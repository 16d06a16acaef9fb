//! Payload and schema persistence over redb.
//!
//! One shared database file carries every collection: payloads live in a
//! `docs:<collection>` table keyed by canonical GUID, and persisted
//! schemas live in the reserved `__schema__` table keyed by collection
//! name. redb transactions are the durability boundary; the KV row is
//! the source of truth for a document.

use std::path::Path;

use redb::{Database, ReadableTable, ReadableTableMetadata, TableDefinition};

use crate::{error::Result, schema::Schema};

/// Reserved namespace for persisted collection schemas.
pub const SCHEMA_NAMESPACE: &str = "__schema__";

const SCHEMAS: TableDefinition<&str, &[u8]> = TableDefinition::new(SCHEMA_NAMESPACE);

pub struct DocStore {
    db: Database,
}

impl DocStore {
    pub fn open(path: &Path) -> Result<Self> {
        let db = Database::create(path)?;

        // Ensure the schema table exists so reads never race creation.
        let txn = db.begin_write()?;
        txn.open_table(SCHEMAS)?;
        txn.commit()?;

        Ok(Self { db })
    }

    fn table_name(collection: &str) -> String {
        format!("docs:{collection}")
    }

    // -- Payloads --

    pub fn insert(&self, collection: &str, id: &str, payload: &[u8]) -> Result<()> {
        let name = Self::table_name(collection);
        let def: TableDefinition<&str, &[u8]> = TableDefinition::new(&name);
        let txn = self.db.begin_write()?;
        {
            let mut table = txn.open_table(def)?;
            table.insert(id, payload)?;
        }
        txn.commit()?;
        Ok(())
    }

    /// Replace a payload; returns the number of rows updated (0 or 1).
    pub fn update(&self, collection: &str, id: &str, payload: &[u8]) -> Result<usize> {
        let name = Self::table_name(collection);
        let def: TableDefinition<&str, &[u8]> = TableDefinition::new(&name);
        let txn = self.db.begin_write()?;
        let replaced = {
            let mut table = txn.open_table(def)?;
            let existing = table.insert(id, payload)?.is_some();
            existing
        };
        txn.commit()?;
        Ok(usize::from(replaced))
    }

    /// Remove a payload; returns the number of rows deleted (0 or 1).
    pub fn delete(&self, collection: &str, id: &str) -> Result<usize> {
        let name = Self::table_name(collection);
        let def: TableDefinition<&str, &[u8]> = TableDefinition::new(&name);
        let txn = self.db.begin_write()?;
        let removed = {
            let mut table = txn.open_table(def)?;
            let existing = table.remove(id)?.is_some();
            existing
        };
        txn.commit()?;
        Ok(usize::from(removed))
    }

    pub fn get(&self, collection: &str, id: &str) -> Result<Option<Vec<u8>>> {
        let name = Self::table_name(collection);
        let def: TableDefinition<&str, &[u8]> = TableDefinition::new(&name);
        let txn = self.db.begin_read()?;
        let table = match txn.open_table(def) {
            Ok(table) => table,
            Err(redb::TableError::TableDoesNotExist(_)) => return Ok(None),
            Err(e) => return Err(e.into()),
        };
        Ok(table.get(id)?.map(|v| v.value().to_vec()))
    }

    /// All `(id, payload)` pairs of a collection in one read transaction.
    pub fn get_all(&self, collection: &str) -> Result<Vec<(String, Vec<u8>)>> {
        let name = Self::table_name(collection);
        let def: TableDefinition<&str, &[u8]> = TableDefinition::new(&name);
        let txn = self.db.begin_read()?;
        let table = match txn.open_table(def) {
            Ok(table) => table,
            Err(redb::TableError::TableDoesNotExist(_)) => return Ok(Vec::new()),
            Err(e) => return Err(e.into()),
        };
        let mut result = Vec::new();
        for entry in table.iter()? {
            let (k, v) = entry?;
            result.push((k.value().to_string(), v.value().to_vec()));
        }
        Ok(result)
    }

    pub fn count(&self, collection: &str) -> Result<usize> {
        let name = Self::table_name(collection);
        let def: TableDefinition<&str, &[u8]> = TableDefinition::new(&name);
        let txn = self.db.begin_read()?;
        match txn.open_table(def) {
            Ok(table) => Ok(table.len()? as usize),
            Err(redb::TableError::TableDoesNotExist(_)) => Ok(0),
            Err(e) => Err(e.into()),
        }
    }

    /// Delete a collection's whole payload namespace. Returns whether the
    /// namespace existed.
    pub fn drop_namespace(&self, collection: &str) -> Result<bool> {
        let name = Self::table_name(collection);
        let def: TableDefinition<&str, &[u8]> = TableDefinition::new(&name);
        let txn = self.db.begin_write()?;
        let existed = txn.delete_table(def)?;
        txn.commit()?;
        Ok(existed)
    }

    // -- Schema rows --

    pub fn load_schemas(&self) -> Result<Vec<Schema>> {
        let txn = self.db.begin_read()?;
        let table = txn.open_table(SCHEMAS)?;
        let mut result = Vec::new();
        for entry in table.iter()? {
            let (_k, v) = entry?;
            result.push(serde_json::from_slice(v.value())?);
        }
        Ok(result)
    }

    pub fn get_schema(&self, collection: &str) -> Result<Option<Schema>> {
        let txn = self.db.begin_read()?;
        let table = txn.open_table(SCHEMAS)?;
        match table.get(collection)? {
            Some(v) => Ok(Some(serde_json::from_slice(v.value())?)),
            None => Ok(None),
        }
    }

    pub fn put_schema(&self, schema: &Schema) -> Result<()> {
        let bytes = serde_json::to_vec(schema)?;
        let txn = self.db.begin_write()?;
        {
            let mut table = txn.open_table(SCHEMAS)?;
            table.insert(schema.name.as_str(), bytes.as_slice())?;
        }
        txn.commit()?;
        Ok(())
    }

    pub fn delete_schema(&self, collection: &str) -> Result<bool> {
        let txn = self.db.begin_write()?;
        let removed = {
            let mut table = txn.open_table(SCHEMAS)?;
            let existing = table.remove(collection)?.is_some();
            existing
        };
        txn.commit()?;
        Ok(removed)
    }
}

impl std::fmt::Debug for DocStore {
    fn fmt(&self, f: &mut std::fmt::Formatter<'_>) -> std::fmt::Result {
        f.debug_struct("DocStore").finish_non_exhaustive()
    }
}

#[cfg(test)]
mod tests {
    use super::*;
    use crate::schema::DataType;

    fn test_store() -> (tempfile::TempDir, DocStore) {
        let tmp = tempfile::tempdir().unwrap();
        let store = DocStore::open(&tmp.path().join("docs.redb")).unwrap();
        (tmp, store)
    }

    #[test]
    fn payload_crud() {
        let (_tmp, store) = test_store();

        assert_eq!(store.get("books", "a").unwrap(), None);
        assert_eq!(store.count("books").unwrap(), 0);

        store.insert("books", "a", b"one").unwrap();
        assert_eq!(store.get("books", "a").unwrap().unwrap(), b"one");
        assert_eq!(store.count("books").unwrap(), 1);

        assert_eq!(store.update("books", "a", b"two").unwrap(), 1);
        assert_eq!(store.get("books", "a").unwrap().unwrap(), b"two");

        assert_eq!(store.delete("books", "a").unwrap(), 1);
        assert_eq!(store.delete("books", "a").unwrap(), 0);
        assert_eq!(store.get("books", "a").unwrap(), None);
    }

    #[test]
    fn namespaces_are_isolated() {
        let (_tmp, store) = test_store();

        store.insert("books", "a", b"book").unwrap();
        store.insert("films", "a", b"film").unwrap();

        assert_eq!(store.get("books", "a").unwrap().unwrap(), b"book");
        assert_eq!(store.get("films", "a").unwrap().unwrap(), b"film");

        assert!(store.drop_namespace("books").unwrap());
        assert_eq!(store.get("books", "a").unwrap(), None);
        assert_eq!(store.get("films", "a").unwrap().unwrap(), b"film");
        assert!(!store.drop_namespace("books").unwrap());
    }

    #[test]
    fn get_all_returns_every_row() {
        let (_tmp, store) = test_store();
        store.insert("books", "b", b"2").unwrap();
        store.insert("books", "a", b"1").unwrap();

        let all = store.get_all("books").unwrap();
        assert_eq!(all.len(), 2);
        assert!(all.contains(&("a".to_string(), b"1".to_vec())));
        assert_eq!(store.get_all("ghost").unwrap(), vec![]);
    }

    #[test]
    fn schema_rows_round_trip() {
        let (_tmp, store) = test_store();
        assert_eq!(store.get_schema("books").unwrap(), None);

        let mut schema = Schema::new("books");
        schema
            .add_or_get("title", "title", DataType::Text, true)
            .unwrap();
        store.put_schema(&schema).unwrap();

        let loaded = store.get_schema("books").unwrap().unwrap();
        assert!(schema.same_fields(&loaded));

        let all = store.load_schemas().unwrap();
        assert_eq!(all.len(), 1);

        assert!(store.delete_schema("books").unwrap());
        assert!(!store.delete_schema("books").unwrap());
    }

    #[test]
    fn reopen_preserves_data() {
        let tmp = tempfile::tempdir().unwrap();
        let path = tmp.path().join("docs.redb");

        {
            let store = DocStore::open(&path).unwrap();
            store.insert("books", "a", b"kept").unwrap();
            store.put_schema(&Schema::new("books")).unwrap();
        }

        {
            let store = DocStore::open(&path).unwrap();
            assert_eq!(store.get("books", "a").unwrap().unwrap(), b"kept");
            assert_eq!(store.load_schemas().unwrap().len(), 1);
        }
    }
}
====
WORK TO COMPLETE –
Whenever the string "removed" occurs in a line of the entries above, copy that line.

SOLVED PROBLEM –
        let removed = {
        Ok(usize::from(removed))
        let removed = {
        Ok(removed)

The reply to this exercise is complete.